Oficina 7

Etapa 2

A lógica argumentativa

(90 minutos)

  • Pergunte à turma se sabem definir o que é lógica e em que situações a aplicam na vida. Questione o que quer dizer uma pessoa que diz coisas “sem noção” ou “sem nexo” e o que quer dizer quando um locutor esportivo, ao anunciar o resultado de um jogo de futebol, arremata: “Deu a lógica!”. É possível que as(os) estudantes mencionem entre os exemplos a lógica dos exercícios de Matemática, a lógica dos jogos de tabuleiro e games ou a probabilidade, como no exemplo do locutor.
  • Discuta como a ideia de lógica está associada ao exercício do pensamento e à verificação do que é verdadeiro por meio de operações intelectuais. Praticamos análises lógicas o tempo todo: questionamos discursos incoerentes, conferimos o valor da conta em uma lanchonete, premeditamos os acontecimentos de um filme ou série e assim por diante. No texto, não é diferente. Por isso, vamos analisar de que modo a lógica se manifesta em um artigo de opinião.
  • Projete ou distribua cópias do texto “Minha identidade não é sua fantasia”, de Samela Sateré Maué. Os parágrafos estão numerados para facilitar a análise posterior.

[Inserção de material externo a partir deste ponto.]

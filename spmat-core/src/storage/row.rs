//! Row chain: the ordered element sequence owned by one row

use crate::storage::Element;
use crate::EPSILON;

/// One row of a sparse matrix
///
/// Elements are kept strictly ascending by column with each column stored at
/// most once. The chain does not know the matrix column count; bounds are
/// enforced by the facade before any call lands here.
#[derive(Debug, Clone, PartialEq)]
#[cfg_attr(feature = "serde", derive(serde::Serialize, serde::Deserialize))]
pub struct Row {
    row: usize,
    elements: Vec<Element>,
}

impl Row {
    /// Create an empty row chain for the given row index
    pub const fn new(row: usize) -> Self {
        Self {
            row,
            elements: Vec::new(),
        }
    }

    /// Row index this chain belongs to
    pub const fn index(&self) -> usize {
        self.row
    }

    /// Stored elements in ascending column order
    pub fn elements(&self) -> &[Element] {
        &self.elements
    }

    /// Number of stored elements
    pub fn len(&self) -> usize {
        self.elements.len()
    }

    /// Whether the chain holds no elements
    ///
    /// An empty chain is not a valid persisted entity; the row index purges
    /// it as soon as the last element is removed.
    pub fn is_empty(&self) -> bool {
        self.elements.is_empty()
    }

    /// Insert or overwrite the value at a column
    ///
    /// A sub-threshold value is equivalent to [`remove`](Self::remove).
    /// Otherwise the element is placed at its ascending position, or the
    /// existing element at that column is overwritten in place.
    pub fn upsert(&mut self, col: usize, value: f64) {
        if value.abs() < EPSILON {
            self.remove(col);
            return;
        }

        match self.elements.binary_search_by_key(&col, |e| e.col) {
            Ok(pos) => self.elements[pos].value = value,
            Err(pos) => self.elements.insert(pos, Element::new(col, value)),
        }
    }

    /// Value stored at a column, or exactly `0.0` if no element exists there
    ///
    /// Absence is the defined sparse-read semantics, not an error.
    pub fn lookup(&self, col: usize) -> f64 {
        match self.elements.binary_search_by_key(&col, |e| e.col) {
            Ok(pos) => self.elements[pos].value,
            Err(_) => 0.0,
        }
    }

    /// Delete the element at a column if present; no-op otherwise
    pub fn remove(&mut self, col: usize) {
        if let Ok(pos) = self.elements.binary_search_by_key(&col, |e| e.col) {
            self.elements.remove(pos);
        }
    }
}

Minha identidade não é sua fantasia

17 de fevereiro de 2023

  1. É carnaval, época em que muitas pessoas saem nas ruas em busca de diversão e entretenimento. Mas sabe o que não é nada divertido, pelo contrário é muito desrespeitoso? É quando nessa época as pessoas se fantasiam de “índio”.
  2. Ainda bem que estamos aqui para descomplicar, sendo referências nos assuntos que são nossos, protagonizando as nossas pautas.
  3. O primeiro ponto relacionado à fantasia de índio remete logo ao nome. “Índio” é um termo pejorativo e errado – dado pelos colonizadores quando invadiram o Brasil –, que não traduz toda a nossa diversidade. Quando as pessoas usam esse termo, elas remetem a somente um povo, invisibilizando, por ignorância, os mais de 305 povos indígenas que, com sua diversidade, vivem no Brasil.
  4. Usar o termo também traz adjetivos e estereótipos construídos pela colonização, e reproduzidos por muito tempo nas escolas e veículos de comunicação como “índio preguiçoso”, “índio sem alma” ou “índio anda nu”.
  5. Geralmente, quando as pessoas usam da nossa identidade no carnaval, elas também usam o termo “tribo”, que não condiz com a nossa organização social. Somos Povos, segundo a Constituição, nos artigos 231 e 232, pois cada povo tem língua, cultura, território e identidade diferentes. […]
  6. Agora, vamos às fantasias. […] quando as pessoas usam “fantasia de índio” para brincar o Carnaval, elas deturpam nossas imagens e reproduzem estereótipos que nós tentamos desconstruir há séculos (como os termos já citados) […].
  7. Outra situação está relacionada à fetichização dos nossos corpos: a nudez do Carnaval atrelada a nossa identidade objetifica o corpo da mulher indígena e banaliza toda violência sofrida no processo colonizador, caso do estupro das nossas ancestrais.
  8. Quando se fantasiam, também descaracterizam as nossas pinturas e adereços que podem ser sagradas; nossas pinturas podem remeter a diferentes situações de nossas vidas – como rituais e casamentos – ou indicar status social na aldeia, como caciques, tuxauas, mulheres casadas, solteiras, homens casados e solteiros. Elas não podem ser reproduzidas sem sentido e/ou propósito. Isso vale para os adereços como colares, brincos e cocares, que remetem a respeito e status social e não devem ser banalizados, mas sim respeitados.
  9. “Mas como eu posso homenagear os povos indígenas?” Vale começar nos ajudando a desconstruir estereótipos e lutando conosco pelas nossas lutas e pautas – como a pauta indígena e ambiental em defesa da vida – e nos reconhecendo enquanto povos originários do Brasil.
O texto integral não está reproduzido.